Подошли другие горожане, и вскоре многочисленная толпа окружила труп, все еще висевший на дереве. Через полчаса прибыли альгуасил, секретарь префекта и два стражника; стражники сняли мертвеца и положили на носилки.
— Народ спешит помирать, — сказал со смехом секретарь, вытаскивая из-за уха перо. Он начал всем задавать каверзные вопросы, выслушал показания служанки, которую постарался совсем запутать, то подозрительно глядя на нее, то угрожая, то приписывая ей слова, каких она не говорила. Думая, что ее уже отправляют в тюрьму, она разревелась и призналась, что шла вовсе не за горохом, а… и призвала в свидетели Тео.
В это самое время какой-то крестьянин в широкополом салакоте и с большим пластырем на шее осматривал труп и веревку.
Лицо покойника было не более синим, чем остальные части тела; около веревки на шее виднелись две ссадины и два маленьких кровоподтека; там, где веревка терлась о шею, крови не было.

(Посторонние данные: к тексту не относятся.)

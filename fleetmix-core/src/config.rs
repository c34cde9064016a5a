//! Serializable report configuration.

use crate::data::provider::DataError;
use crate::data::socrata::{DEFAULT_ENDPOINT, DEFAULT_PREDICATE};
use serde::{Deserialize, Serialize};
use std::path::{Path, PathBuf};
use std::time::Duration;

/// Configuration for one fetch-and-aggregate run, loadable from TOML.
///
/// Field defaults target the NY DMV registrations dataset, so an empty
/// config file is a valid one.
#[derive(Debug, Clone, Serialize, Deserialize, PartialEq)]
#[serde(default)]
pub struct ReportConfig {
    /// SODA JSON endpoint of the source dataset.
    pub endpoint: String,

    /// Server-side row predicate, passed as SoQL `$where`.
    pub predicate: String,

    /// Page size per request.
    pub batch_size: usize,

    /// Pause between requests, in milliseconds.
    pub delay_ms: u64,

    /// Stop requesting pages once this many records are accumulated.
    pub max_records: Option<usize>,

    /// Directory the CSV/JSON artifacts are written to.
    pub out_dir: PathBuf,
}

impl Default for ReportConfig {
    fn default() -> Self {
        Self {
            endpoint: DEFAULT_ENDPOINT.to_string(),
            predicate: DEFAULT_PREDICATE.to_string(),
            batch_size: 1000,
            delay_ms: 500,
            max_records: None,
            out_dir: PathBuf::from("out"),
        }
    }
}

impl ReportConfig {
    /// Load from a TOML file.
    pub fn from_toml_file(path: &Path) -> Result<Self, DataError> {
        let text = std::fs::read_to_string(path)
            .map_err(|e| DataError::ConfigError(format!("{}: {e}", path.display())))?;
        let config: ReportConfig = toml::from_str(&text)
            .map_err(|e| DataError::ConfigError(format!("{}: {e}", path.display())))?;
        config.validate()?;
        Ok(config)
    }

    pub fn validate(&self) -> Result<(), DataError> {
        if self.batch_size == 0 {
            return Err(DataError::ConfigError("batch_size must be positive".into()));
        }
        if self.endpoint.is_empty() {
            return Err(DataError::ConfigError("endpoint must not be empty".into()));
        }
        if let Some(0) = self.max_records {
            return Err(DataError::ConfigError(
                "max_records must be positive when set".into(),
            ));
        }
        Ok(())
    }

    pub fn delay(&self) -> Duration {
        Duration::from_millis(self.delay_ms)
    }
}
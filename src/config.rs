//! Run configuration.
//!
//! Values come from built-in defaults, optionally overridden by a JSON config
//! file, optionally overridden again by command-line flags in `main`.

use std::path::{Path, PathBuf};

use serde::{Deserialize, Serialize};

use crate::background::{BackgroundClassifier, BackgroundPolicy, EdgeSampledDistance, StatisticalThreshold};
use crate::error::{CropError, Result};
use crate::regions::{Region, RegionTable, CANONICAL_MAP_SIZE};

/// What to do when the source image is not the resolution the regions were measured on.
#[derive(Clone, Copy, Debug, PartialEq, Eq, Default, Serialize, Deserialize)]
#[serde(rename_all = "kebab-case")]
pub enum SizeMismatch {
    /// Abort the run
    #[default]
    Reject,
    /// Scale the region table to the actual image size
    Rescale,
}

/// Configuration for a cropping run
#[derive(Clone, Debug, PartialEq, Serialize, Deserialize)]
#[serde(default)]
pub struct CropConfig {
    /// World map to crop from
    pub source_path: PathBuf,
    /// Directory receiving one PNG per region
    pub output_dir: PathBuf,
    /// Region list; the built-in island table when absent
    pub regions: Option<Vec<Region>>,
    /// Restrict the run to these region names (empty = all)
    pub only: Vec<String>,
    pub policy: BackgroundPolicy,
    /// Alpha blur sigma; defaults per policy
    pub blur_radius: Option<f32>,
    /// Spread threshold (statistical) or color distance (edge-sampled); defaults per policy
    pub threshold: Option<f32>,
    /// Exclusive brightness window for the statistical policy
    pub min_brightness: f32,
    pub max_brightness: f32,
    /// Resolution the region coordinates refer to; `null` disables the check
    pub canonical_size: Option<(u32, u32)>,
    pub size_mismatch: SizeMismatch,
    /// Process regions on the rayon thread pool
    pub parallel: bool,
    /// Write `manifest.json` with placement data next to the crops
    pub write_manifest: bool,
}

impl Default for CropConfig {
    fn default() -> Self {
        let statistical = StatisticalThreshold::default();
        Self {
            source_path: PathBuf::from("fisch-world-map.png"),
            output_dir: PathBuf::from("islands"),
            regions: None,
            only: Vec::new(),
            policy: BackgroundPolicy::default(),
            blur_radius: None,
            threshold: None,
            min_brightness: statistical.min_brightness,
            max_brightness: statistical.max_brightness,
            canonical_size: Some(CANONICAL_MAP_SIZE),
            size_mismatch: SizeMismatch::default(),
            parallel: true,
            write_manifest: false,
        }
    }
}

impl CropConfig {
    /// Load a JSON config file. Missing fields keep their defaults.
    pub fn load(path: &Path) -> Result<Self> {
        let contents = std::fs::read_to_string(path)?;
        Self::from_json(&contents).map_err(|e| match e {
            CropError::Json(e) => CropError::Config(format!("{}: {}", path.display(), e)),
            other => other,
        })
    }

    pub fn from_json(contents: &str) -> Result<Self> {
        let config: Self = serde_json::from_str(contents)?;
        config.validate()?;
        Ok(config)
    }

    /// Check numeric parameters for values the pipeline cannot use.
    pub fn validate(&self) -> Result<()> {
        if let Some(radius) = self.blur_radius {
            if !radius.is_finite() || radius < 0.0 {
                return Err(CropError::Config(format!("blur_radius must be >= 0, got {}", radius)));
            }
        }
        if let Some(threshold) = self.threshold {
            if !threshold.is_finite() || threshold < 0.0 {
                return Err(CropError::Config(format!("threshold must be >= 0, got {}", threshold)));
            }
        }
        if self.min_brightness >= self.max_brightness {
            return Err(CropError::Config(format!(
                "min_brightness ({}) must be below max_brightness ({})",
                self.min_brightness, self.max_brightness
            )));
        }
        if let Some((w, h)) = self.canonical_size {
            if w == 0 || h == 0 {
                return Err(CropError::Config(format!("canonical_size must be non-zero, got {}x{}", w, h)));
            }
        }
        Ok(())
    }

    /// The configured region table, filtered by `only`.
    pub fn region_table(&self) -> Result<RegionTable> {
        let table = match &self.regions {
            Some(regions) => RegionTable::new(regions.clone())?,
            None => RegionTable::builtin()?,
        };
        if self.only.is_empty() {
            Ok(table)
        } else {
            table.retain_named(&self.only)
        }
    }

    pub fn effective_blur_radius(&self) -> f32 {
        self.blur_radius.unwrap_or_else(|| self.policy.default_blur_radius())
    }

    pub fn effective_threshold(&self) -> f32 {
        self.threshold.unwrap_or_else(|| self.policy.default_threshold())
    }

    /// Build the classifier for one crop. `None` when the crop has no pixels to sample.
    pub fn classifier_for(&self, crop: &image::RgbaImage) -> Option<Box<dyn BackgroundClassifier>> {
        match self.policy {
            BackgroundPolicy::StatisticalThreshold => Some(Box::new(StatisticalThreshold {
                max_spread: self.effective_threshold(),
                min_brightness: self.min_brightness,
                max_brightness: self.max_brightness,
            })),
            BackgroundPolicy::EdgeSampledDistance => {
                let classifier = EdgeSampledDistance::from_crop(crop, self.effective_threshold())?;
                Some(Box::new(classifier))
            }
        }
    }
}
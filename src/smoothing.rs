//! Alpha-only edge smoothing for cut-out islands.

use image::{GrayImage, Luma, RgbaImage};

/// Extract the alpha channel as a grayscale image.
pub fn alpha_channel(image: &RgbaImage) -> GrayImage {
    GrayImage::from_fn(image.width(), image.height(), |x, y| Luma([image.get_pixel(x, y)[3]]))
}

/// Gaussian-blur the alpha channel in place, leaving RGB untouched.
///
/// `radius` is the Gaussian standard deviation in pixels; values `<= 0` leave
/// the image unchanged.
pub fn smooth_alpha(image: &mut RgbaImage, radius: f32) {
    if radius <= 0.0 || image.width() == 0 || image.height() == 0 {
        return;
    }

    let blurred = image::imageops::blur(&alpha_channel(image), radius);
    for (pixel, alpha) in image.pixels_mut().zip(blurred.pixels()) {
        pixel[3] = alpha[0];
    }
}
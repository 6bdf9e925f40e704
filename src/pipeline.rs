//! The cropping run: load the map, then crop, clear the ocean, soften and
//! save every region.
//!
//! Regions are independent of each other and only read the source image, so
//! they are processed on the rayon pool unless the config asks for a
//! sequential run. Results are always reported in table order.

use std::path::{Path, PathBuf};

use image::RgbaImage;
use log::{debug, info, warn};
use rayon::prelude::*;

use crate::background::remove_background;
use crate::config::{CropConfig, SizeMismatch};
use crate::crop::{crop, CropBounds, Placement};
use crate::error::{CropError, Result};
use crate::export::{self, Manifest, ManifestEntry};
use crate::regions::{Region, RegionTable};
use crate::smoothing::smooth_alpha;

/// Open the source map and convert it to RGBA8.
pub fn load_source(path: &Path) -> Result<RgbaImage> {
    let img = image::open(path).map_err(|cause| CropError::Source {
        path: path.to_path_buf(),
        cause,
    })?;
    Ok(img.to_rgba8())
}

/// Check the image size against the table's canonical resolution and apply the
/// mismatch policy.
pub fn fit_regions(config: &CropConfig, table: RegionTable, width: u32, height: u32) -> Result<RegionTable> {
    let Some((cw, ch)) = config.canonical_size else {
        return Ok(table);
    };
    if (cw, ch) == (width, height) {
        return Ok(table);
    }

    match config.size_mismatch {
        SizeMismatch::Reject => Err(CropError::SizeMismatch {
            expected: (cw, ch),
            actual: (width, height),
        }),
        SizeMismatch::Rescale => {
            let sx = width as f64 / cw as f64;
            let sy = height as f64 / ch as f64;
            warn!(
                "Source is {}x{}, regions were measured on {}x{}; rescaling by {:.4}x{:.4}",
                width, height, cw, ch, sx, sy
            );
            Ok(table.scaled(sx, sy))
        }
    }
}

/// A crop after background removal and smoothing, not yet written.
pub struct ProcessedCrop {
    pub image: RgbaImage,
    pub bounds: CropBounds,
    /// Pixels classified as background
    pub removed: usize,
    /// Sampled ocean color, edge-sampled policy only
    pub background: Option<[u8; 3]>,
}

/// Crop one region and cut out its background. `None` when the clamped crop is empty.
pub fn process_region(source: &RgbaImage, region: &Region, config: &CropConfig) -> Option<ProcessedCrop> {
    let bounds = CropBounds::clamped(region, source.width(), source.height());
    if bounds.is_empty() {
        return None;
    }

    let mut image = crop(source, &bounds);
    let classifier = config.classifier_for(&image)?;
    let removed = remove_background(&mut image, classifier.as_ref());
    smooth_alpha(&mut image, config.effective_blur_radius());

    debug!(
        "{}: {} of {} pixels classified as background",
        region.name,
        removed,
        bounds.width() as u64 * bounds.height() as u64
    );

    Some(ProcessedCrop {
        image,
        bounds,
        removed,
        background: classifier.sampled_color(),
    })
}

/// Summary of one written island
#[derive(Clone, Debug, PartialEq)]
pub struct RegionReport {
    pub name: String,
    pub path: PathBuf,
    pub bounds: CropBounds,
    pub placement: Placement,
    pub removed: usize,
    pub background: Option<[u8; 3]>,
}

#[derive(Clone, Debug, PartialEq)]
pub enum RegionOutcome {
    Written(RegionReport),
    Skipped { name: String, reason: String },
}

/// Result of a whole run
#[derive(Clone, Debug)]
pub struct RunReport {
    pub source_width: u32,
    pub source_height: u32,
    pub outcomes: Vec<RegionOutcome>,
    pub manifest_path: Option<PathBuf>,
}

impl RunReport {
    pub fn written(&self) -> impl Iterator<Item = &RegionReport> {
        self.outcomes.iter().filter_map(|o| match o {
            RegionOutcome::Written(report) => Some(report),
            RegionOutcome::Skipped { .. } => None,
        })
    }

    pub fn written_count(&self) -> usize {
        self.written().count()
    }
}

fn crop_and_save(source: &RgbaImage, region: &Region, config: &CropConfig) -> Result<RegionOutcome> {
    let Some(processed) = process_region(source, region, config) else {
        warn!("Skipping {}: crop is empty after clamping to the image", region.name);
        return Ok(RegionOutcome::Skipped {
            name: region.name.clone(),
            reason: "empty crop after clamping to image bounds".to_string(),
        });
    };

    let path = export::save_crop(&config.output_dir, &region.name, &processed.image)?;
    Ok(RegionOutcome::Written(RegionReport {
        name: region.name.clone(),
        path,
        bounds: processed.bounds,
        placement: processed.bounds.placement(source.width(), source.height()),
        removed: processed.removed,
        background: processed.background,
    }))
}

/// Run the full pipeline described by `config`.
///
/// The source image is loaded before anything is written, so a missing or
/// unreadable map leaves the output directory untouched.
pub fn run(config: &CropConfig) -> Result<RunReport> {
    config.validate()?;
    let table = config.region_table()?;

    let source = load_source(&config.source_path)?;
    let (width, height) = source.dimensions();
    info!("Loaded {} ({}x{})", config.source_path.display(), width, height);

    let table = fit_regions(config, table, width, height)?;
    export::prepare_output_dir(&config.output_dir)?;

    info!(
        "Cropping {} regions with {} (threshold {}, blur {})",
        table.len(),
        config.policy.name(),
        config.effective_threshold(),
        config.effective_blur_radius()
    );

    let outcomes: Vec<RegionOutcome> = if config.parallel {
        table
            .as_slice()
            .par_iter()
            .map(|region| crop_and_save(&source, region, config))
            .collect::<Result<_>>()?
    } else {
        table
            .iter()
            .map(|region| crop_and_save(&source, region, config))
            .collect::<Result<_>>()?
    };

    let mut report = RunReport {
        source_width: width,
        source_height: height,
        outcomes,
        manifest_path: None,
    };

    if config.write_manifest {
        let manifest = build_manifest(&report, config);
        report.manifest_path = Some(manifest.write(&config.output_dir)?);
    }

    Ok(report)
}

fn build_manifest(report: &RunReport, config: &CropConfig) -> Manifest {
    let islands = report
        .written()
        .map(|r| ManifestEntry {
            name: r.name.clone(),
            file: r
                .path
                .file_name()
                .map(|f| f.to_string_lossy().into_owned())
                .unwrap_or_default(),
            width: r.bounds.width(),
            height: r.bounds.height(),
            bounds: r.bounds,
            placement: r.placement,
            background: r.background,
        })
        .collect();

    Manifest {
        source_width: report.source_width,
        source_height: report.source_height,
        policy: config.policy.name().to_string(),
        islands,
    }
}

Внимательно оглядев рубашку и штаны, любопытный крестьянин заметил, что одежда запылена и местами порвана. Но особенно привлекли его внимание семена травы «суровая любовь», облепившие рубаху до самого ворота.
— Чего ты там смотришь? — спросил его секретарь.
— Я смотрел, сеньор, не из знакомых ли кто, — пробормотал тот, чуть приподнимая шляпу, вернее надвигая ее на лоб.
— Разве ты не слыхал, что это Лукас? Заснул, что ли?
Все вокруг захохотали. Крестьянин смутился, что-то пробурчал и, опустив голову, медленно побрел прочь.
— Эй! Ты куда пошел? — крикнул ему старик. — Там нет выхода, там дом покойника!
— Парень еще ото сна не очнулся! — насмешливо проговорил секретарь. — Его надо водой окатить.
Окружающие снова громко расхохотались.
Но крестьянин уже был далеко от этого места, где он так опростоволосился. Он направился в церковь и, зайдя в ризницу, попросил позвать отца эконома.
— Спит еще! Не знаешь разве, что вчера вечером было нападение на монастырь? — грубо ответили ему.
— Я подожду, пока он проснется.
Церковные служки глядели на него с наглым презрением людей, которые сами привыкли терпеть дурное обращение.
Одноглазый эконом спал в темном углу на длинной скамье. Очки его были сдвинуты на лоб и прикрыты прядями длинных волос; тощая, впалая грудь была открыта и равномерно вздымалась.
Крестьянин сел поблизости, приготовившись терпеливо ждать, но вдруг выронил монету и со свечой в руке полез под скамью, на которой спал отец эконом. И тут опять заметил семена «суровой любви» — на этот раз на штанах и на рукавах рубахи спящего, который наконец проснулся, протер свой единственный глаз и со злостью стал бранить невежу.
— Я хотел бы заказать мессу, сеньор! — отвечал тот извиняющимся голосом.
— Сегодня уже кончились все мессы, — ответил, немного смягчившись, одноглазый. — Если хочешь, можно на завтра… Это за души в чистилище?
— Нет, сеньор, — ответил крестьянин, давая отцу эконому песо. — За человека, который скоро умрет.
Затем крестьянин вышел из ризницы.
— Я мог бы вчера вечером захватить его на месте преступления, — со вздохом сказал он себе. Сорвав пластырь и выпрямившись, он снова обрел лицо и фигуру Элиаса.